English on the Internet - English Magazine

A Hundred Ways To Say Hello

November 21, 1999

Well, maybe not as many as a hundred, but I will give you more than you ever need.

There are many forms of greetings, both formal and informal, in the United States. Many are common in other English–speaking nations as well.

Simply saying only ”Hello!” is actually not a very common greeting, except when answering the phone. Incidentally, you know you have reached a home with very polite and well-trained children, when one hears a phone greeting like ”Hello, this is the Smith family; Johnny speaking.” Such formality is rare these days in the USA, but occasionally I still hear it.

Now, on to face-to-face contact, in informal situations. When encountering someone on the street, the most likely greeting I will hear is

”Hi, Kim! How are you?”

Even though the greeting is in fact a question, most of the time people do not expect an answer, especially not a detailed one about one’s health. Instead, the most common responses might be:

Fine, and you?

Great. Good to see you, Mary.

However, if the emphasis is on the ”are” in ”How are you?”, and you have recently been ill, maybe it would be appropriate to speak more of your condition in the reply.

Never content with boring conversation, I often answer the ”How are you?” question with one of the following humorous replies.

Compared to what?”

”Getting better every minute.”

”Older, yet wiser and more handsome.”

”Fair to partly cloudy.” (This is a common weather forecast, and can interpreted as a wry comment on one’s psychological condition as well.)

There are a lot less formal greetings than these, which are used between close friends. Some are rather lewd. I will only mention the nice ones.

If someone asks you, ”How’s it going?”

You might reply ”Great!” or ”Even better than yesterday!”

If your friend greets you with ”What’s up?”, ”What’s happening?”, or ”What’s cooking?”,

You might reply ”Not much!” or ”Same old stuff.” Or, you may tell him the latest news.

If you hear one of our black brothers say, Hey, man! What it is?

You might hear his friend reply, ”Just hanging loose, dude.” Or perhaps ”Just enjoying the scenery, man.”

More Formal Business Greetings

Naturally, business requires a bit more formality! Announcing one’s full name clearly and emphatically so it may be remembered is of paramount importance in business. Most greetings are accompanied by firm handshakes between men, and less firm hand clasping with women. Physical embraces are relatively uncommon in English-speaking countries compared to other parts of the world. Hugs and kisses rarely take place except between relatives, lovers, or between very close friends which have not seen each other for quite a time.

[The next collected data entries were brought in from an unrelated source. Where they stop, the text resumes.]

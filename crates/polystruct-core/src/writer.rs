//! Indentation-aware text emitter for generated source.
//!
//! Every generated fragment goes through [`SourceWriter`], which tracks a
//! stack of open scopes so nested blocks, enums and modules come out
//! consistently indented. Unbalanced scopes are reported by [`finish`].
//!
//! [`finish`]: SourceWriter::finish

use crate::config::IndentStyle;
use crate::error::{GeneratorError, Result};

pub struct SourceWriter {
    out: String,
    unit: String,
    scopes: Vec<String>,
}

impl SourceWriter {
    pub fn new(indent: IndentStyle) -> Self {
        Self {
            out: String::new(),
            unit: indent.unit(),
            scopes: Vec::new(),
        }
    }

    pub fn depth(&self) -> usize {
        self.scopes.len()
    }

    /// Writes one indented line.
    pub fn line(&mut self, text: impl AsRef<str>) {
        let text = text.as_ref();
        if text.is_empty() {
            self.out.push('\n');
            return;
        }
        for _ in 0..self.scopes.len() {
            self.out.push_str(&self.unit);
        }
        self.out.push_str(text);
        self.out.push('\n');
    }

    /// Writes an empty line unless the previous one already is.
    pub fn blank(&mut self) {
        if !self.out.is_empty() && !self.out.ends_with("\n\n") && !self.out.ends_with("{\n") {
            self.out.push('\n');
        }
    }

    /// Opens `header {` and indents what follows.
    pub fn begin_scope(&mut self, header: impl AsRef<str>) {
        let header = header.as_ref();
        if header.is_empty() {
            self.line("{");
        } else {
            self.line(format!("{} {{", header));
        }
        self.scopes.push(header.to_string());
    }

    pub fn end_scope(&mut self) -> Result<()> {
        self.end_scope_with("")
    }

    /// Closes the innermost scope, appending `suffix` after the brace.
    pub fn end_scope_with(&mut self, suffix: &str) -> Result<()> {
        if self.scopes.pop().is_none() {
            return Err(GeneratorError::Internal(
                "closed a scope that was never opened".to_string(),
            ));
        }
        self.line(format!("}}{}", suffix));
        Ok(())
    }

    pub fn begin_module(&mut self, vis: &str, name: &str) {
        self.begin_scope(join_words(&[vis, "mod", name]));
    }

    pub fn end_module(&mut self) -> Result<()> {
        self.end_scope()
    }

    /// Writes `use` lines, skipping blanks and duplicates.
    pub fn write_uses<I, S>(&mut self, uses: I)
    where
        I: IntoIterator<Item = S>,
        S: AsRef<str>,
    {
        let mut seen: Vec<String> = Vec::new();
        for item in uses {
            let item = item.as_ref().trim();
            if item.is_empty() || seen.iter().any(|s| s == item) {
                continue;
            }
            seen.push(item.to_string());
            self.line(item);
        }
    }

    pub fn write_attribute(&mut self, body: &str) {
        self.line(format!("#[{}]", body));
    }

    pub fn write_derives(&mut self, derives: &[String]) {
        if !derives.is_empty() {
            self.write_attribute(&format!("derive({})", derives.join(", ")));
        }
    }

    /// Writes a fieldless enumeration.
    pub fn write_enum(&mut self, vis: &str, name: &str, members: &[&str]) -> Result<()> {
        self.begin_scope(join_words(&[vis, "enum", name]));
        for member in members {
            self.line(format!("{},", member));
        }
        self.end_scope()
    }

    pub fn write_field(&mut self, vis: &str, name: &str, ty: &str) {
        self.line(format!("{}{}: {},", prefixed(vis), name, ty));
    }

    pub fn write_let(&mut self, mutable: bool, name: &str, expr: &str) {
        let binding = if mutable { "let mut" } else { "let" };
        self.line(format!("{} {} = {};", binding, name, expr));
    }

    /// Writes multi-line text re-indented to the current depth.
    pub fn write_block(&mut self, text: &str) {
        let lines: Vec<&str> = text.lines().collect();
        let common = lines
            .iter()
            .filter(|l| !l.trim().is_empty())
            .map(|l| l.len() - l.trim_start().len())
            .min()
            .unwrap_or(0);
        for line in lines {
            if line.trim().is_empty() {
                self.line("");
            } else {
                self.line(line[common..].trim_end());
            }
        }
    }

    /// Returns the text, failing if a scope was left open.
    pub fn finish(self) -> Result<String> {
        if let Some(open) = self.scopes.last() {
            return Err(GeneratorError::Internal(format!(
                "{} scope(s) left open, innermost `{}`",
                self.scopes.len(),
                open
            )));
        }
        Ok(self.out)
    }
}

fn join_words(words: &[&str]) -> String {
    words
        .iter()
        .filter(|w| !w.is_empty())
        .copied()
        .collect::<Vec<_>>()
        .join(" ")
}

/// `vis` followed by a space, or nothing.
pub(crate) fn prefixed(vis: &str) -> String {
    if vis.is_empty() {
        String::new()
    } else {
        format!("{} ", vis)
    }
}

When a boss arrives at the workplace, the universal greeting to each worker is ”Good morning, (worker’s name)!” If your boss walks in without a smile and says nothing, a worker knows that he or she may experience a rough day!

Strangely, the greeting ”Good afternoon!” is used much less often, and ”Good evening!” is even rarer these days. This is true in the USA, but not necessarily in Great Britain. Of course you know that ”Good night!” is used solely as a farewell, and never as a greeting.

But back to the business world! The first thing a salesman will do upon entering my dental office is to shake my hand, and say something like:

”Joe Smith- Dental Contraptions Corporation. Good to meet you, doctor!”

(Or ”A pleasure to meet you!”, or ”Happy to get to talk with you!”, or something similar.)

If I do not throw him our of my office for ignoring my ”No Soliciting” sign, I would probably reply:

”Kim Henry- Glad to meet you!” or

”The pleasure is mine.” (Actually a lie.)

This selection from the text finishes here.